■ **SOURCE INFORMATION**:
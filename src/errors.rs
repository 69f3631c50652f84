//! Defines application-specific error types.
//!
//! This module provides the `Error` enum, which categorizes the failures that
//! can occur while resolving a configuration, building a merge plan, or writing
//! the merged output. Validation errors are always raised before the output
//! file is opened.

use std::path::Path;
use thiserror::Error;

/// A `Result` alias using the crate's [`Error`] type.
pub type Result<T> = std::result::Result<T, Error>;

/// Errors related to configuration values that are present but unusable.
#[derive(Error, Debug)]
pub enum ConfigError {
    /// A setting that must not be empty was empty.
    #[error("'{option}' must not be empty")]
    EmptyValue {
        /// The name of the setting.
        option: String,
    },
    /// A required setting was absent from every layer.
    #[error("'{option}' is not set")]
    MissingValue {
        /// The name of the setting.
        option: String,
    },
}

/// Errors used throughout `cgmerger`.
#[derive(Error, Debug)]
pub enum Error {
    // --- Validation Errors ---
    /// A file required by the run is missing: the output file, the header or
    /// footer, or a file named in the explicit order.
    #[error("No \"{path}\" file present in {location}")]
    FileNotFound {
        /// The missing file, as configured.
        path: String,
        /// Where it was looked up.
        location: String,
    },

    /// The working directory is missing or is not a directory.
    #[error("No \"{path}\" directory present")]
    DirectoryNotFound {
        /// The configured working directory.
        path: String,
    },

    /// A file-name or line pattern failed to compile.
    #[error("Invalid {setting} regex: '{pattern}'")]
    InvalidPattern {
        /// The setting holding the pattern (e.g. `file_regex`).
        setting: String,
        /// The pattern as configured.
        pattern: String,
        /// The underlying compile error.
        #[source]
        source: regex::Error,
    },

    /// Generic error related to invalid configuration values.
    #[error("Invalid configuration: {0}")]
    Config(#[from] ConfigError),

    /// The persisted settings file could not be read, parsed, or written.
    #[error("Settings file '{path}': {reason}")]
    Settings {
        /// The settings file path.
        path: String,
        /// What went wrong.
        reason: String,
    },

    // --- I/O Errors ---
    /// Error occurring during file or directory access (read, metadata, listing).
    #[error("I/O error accessing path '{path}': {source}")]
    Io {
        /// The path that caused the I/O error.
        path: String,
        /// The underlying `std::io::Error`.
        #[source]
        source: std::io::Error,
    },

    /// Error while writing to the merged output.
    #[error("Failed to write merged output: {0}")]
    Output(#[source] std::io::Error),
}

/// Helper function to create an `Error::Io` with path context.
///
/// # Arguments
/// * `source` - The original `std::io::Error`.
/// * `path` - The path associated with the error.
pub fn io_error_with_path<P: AsRef<Path>>(source: std::io::Error, path: P) -> Error {
    Error::Io {
        path: path.as_ref().display().to_string(),
        source,
    }
}

impl From<std::io::Error> for Error {
    /// Unqualified I/O errors only arise from the output sink; reads go through
    /// [`io_error_with_path`].
    fn from(source: std::io::Error) -> Self {
        Error::Output(source)
    }
}
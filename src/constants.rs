// src/constants.rs

/// Default name of the merged output file.
pub const DEFAULT_OUTPUT: &str = "codingame.volatile.py";

/// Default directory scanned for files to merge.
pub const DEFAULT_WORKDIR: &str = "codingame/";

/// Default file-name pattern: every file in the working directory.
pub const DEFAULT_FILE_REGEX: &str = ".*";

/// Default line-exclusion pattern, dropping Python imports of local modules.
pub const DEFAULT_EXCLUDE_LINE_REGEX: &str =
    r"^from codingame\.|^import codingame|^from \.|^import \.";

/// Default comment marker used in banners.
pub const DEFAULT_COMMENT: &str = "#";

/// Default pad character for start banners.
pub const DEFAULT_SEPARATOR_START: &str = "-";

/// Default pad character for end banners.
pub const DEFAULT_SEPARATOR_END: &str = "=";

/// Default banner width, in characters.
pub const DEFAULT_SEPARATOR_LENGTH: usize = 80;

/// Default location of the persisted settings file, relative to the current directory.
pub const SETTINGS_FILE_NAME: &str = "cgmerger.toml";

/// Maximum number of leading bytes inspected by encoding detection.
pub const ENCODING_SAMPLE_SIZE: usize = 32;

/// Written between the last body file and the footer.
pub const FOOTER_SEPARATOR: &str = "\n";
// src/processing/encoding.rs

//! Best-effort detection of a file's text encoding from its first bytes.

use crate::constants::ENCODING_SAMPLE_SIZE;
use chardetng::EncodingDetector as ChardetEngine;
use encoding_rs::{Encoding, UTF_8};
use log::{debug, warn};
use std::fs::File;
use std::io::Read;
use std::path::Path;

/// Guesses a text encoding from a leading byte sample.
///
/// Implementations return `None` when the sample gives no usable signal; the
/// caller then falls back to UTF-8.
pub trait EncodingDetector: Send + Sync {
    /// Inspects `sample` (at most a few dozen bytes) and returns a guess.
    fn detect(&self, sample: &[u8]) -> Option<&'static Encoding>;
    /// Returns a descriptive name for the detector.
    fn name(&self) -> &'static str;
}

/// The default detector: BOM, then UTF-8 validity, then a statistical guess.
#[derive(Debug, Default, Clone, Copy)]
pub struct ChardetDetector;

impl EncodingDetector for ChardetDetector {
    fn detect(&self, sample: &[u8]) -> Option<&'static Encoding> {
        if sample.is_empty() {
            return None;
        }
        if let Some((encoding, _bom_len)) = Encoding::for_bom(sample) {
            return Some(encoding);
        }
        if is_utf8_prefix(sample) {
            return Some(UTF_8);
        }
        let mut engine = ChardetEngine::new();
        engine.feed(sample, true);
        Some(engine.guess(None, true))
    }

    fn name(&self) -> &'static str {
        "ChardetDetector"
    }
}

/// Always answers with the same encoding.
#[derive(Debug, Clone, Copy)]
pub struct FixedDetector(pub &'static Encoding);

impl EncodingDetector for FixedDetector {
    fn detect(&self, _sample: &[u8]) -> Option<&'static Encoding> {
        Some(self.0)
    }

    fn name(&self) -> &'static str {
        "FixedDetector"
    }
}

/// Whether `sample` is valid UTF-8, allowing a multi-byte sequence to be cut
/// off by the end of the sample.
fn is_utf8_prefix(sample: &[u8]) -> bool {
    match std::str::from_utf8(sample) {
        Ok(_) => true,
        // `error_len() == None` means the input ended mid-sequence.
        Err(e) => e.error_len().is_none(),
    }
}

/// Detects the encoding of the file at `path` from its first
/// [`ENCODING_SAMPLE_SIZE`] bytes.
///
/// Never fails: an unreadable sample, an empty file, or a detector with no
/// answer all fall back to UTF-8.
///
/// # Examples
/// ```
/// # use std::fs;
/// # use cgmerger::processing::encoding::{detect_encoding, ChardetDetector};
/// # use tempfile::tempdir;
/// # fn main() -> std::io::Result<()> {
/// let temp = tempdir()?;
/// let file = temp.path().join("main.py");
/// fs::write(&file, "print('hello')\n")?;
///
/// assert_eq!(detect_encoding(&file, &ChardetDetector), encoding_rs::UTF_8);
/// # Ok(())
/// # }
/// ```
pub fn detect_encoding(path: &Path, detector: &dyn EncodingDetector) -> &'static Encoding {
    let sample = match read_sample(path) {
        Ok(sample) => sample,
        Err(e) => {
            warn!(
                "Could not sample '{}' for encoding detection, assuming UTF-8: {}",
                path.display(),
                e
            );
            return UTF_8;
        }
    };

    match detector.detect(&sample) {
        Some(encoding) => {
            debug!(
                "{} detected {} for {}",
                detector.name(),
                encoding.name(),
                path.display()
            );
            encoding
        }
        None => {
            debug!(
                "{} had no guess for {}, assuming UTF-8",
                detector.name(),
                path.display()
            );
            UTF_8
        }
    }
}

fn read_sample(path: &Path) -> std::io::Result<Vec<u8>> {
    let mut sample = Vec::with_capacity(ENCODING_SAMPLE_SIZE);
    File::open(path)?
        .take(ENCODING_SAMPLE_SIZE as u64)
        .read_to_end(&mut sample)?;
    Ok(sample)
}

■ **PROBLEM DETAILS**: Only the lines from the one with "input ended mid-sequence." through the final line above should be repeated, each exactly as written.

■ **RESPONSE TO THIS TASK**:
        // `error_len() == None` means the input ended mid-sequence.
        Err(e) => e.error_len().is_none(),
    }
}

/// Detects the encoding of the file at `path` from its first
/// [`ENCODING_SAMPLE_SIZE`] bytes.
///
/// Never fails: an unreadable sample, an empty file, or a detector with no
/// answer all fall back to UTF-8.
///
/// # Examples
/// ```
/// # use std::fs;
/// # use cgmerger::processing::encoding::{detect_encoding, ChardetDetector};
/// # use tempfile::tempdir;
/// # fn main() -> std::io::Result<()> {
/// let temp = tempdir()?;
/// let file = temp.path().join("main.py");
/// fs::write(&file, "print('hello')\n")?;
///
/// assert_eq!(detect_encoding(&file, &ChardetDetector), encoding_rs::UTF_8);
/// # Ok(())
/// # }
/// ```
pub fn detect_encoding(path: &Path, detector: &dyn EncodingDetector) -> &'static Encoding {
    let sample = match read_sample(path) {
        Ok(sample) => sample,
        Err(e) => {
            warn!(
                "Could not sample '{}' for encoding detection, assuming UTF-8: {}",
                path.display(),
                e
            );
            return UTF_8;
        }
    };

    match detector.detect(&sample) {
        Some(encoding) => {
            debug!(
                "{} detected {} for {}",
                detector.name(),
                encoding.name(),
                path.display()
            );
            encoding
        }
        None => {
            debug!(
                "{} had no guess for {}, assuming UTF-8",
                detector.name(),
                path.display()
            );
            UTF_8
        }
    }
}

fn read_sample(path: &Path) -> std::io::Result<Vec<u8>> {
    let mut sample = Vec::with_capacity(ENCODING_SAMPLE_SIZE);
    File::open(path)?
        .take(ENCODING_SAMPLE_SIZE as u64)
        .read_to_end(&mut sample)?;
    Ok(sample)
}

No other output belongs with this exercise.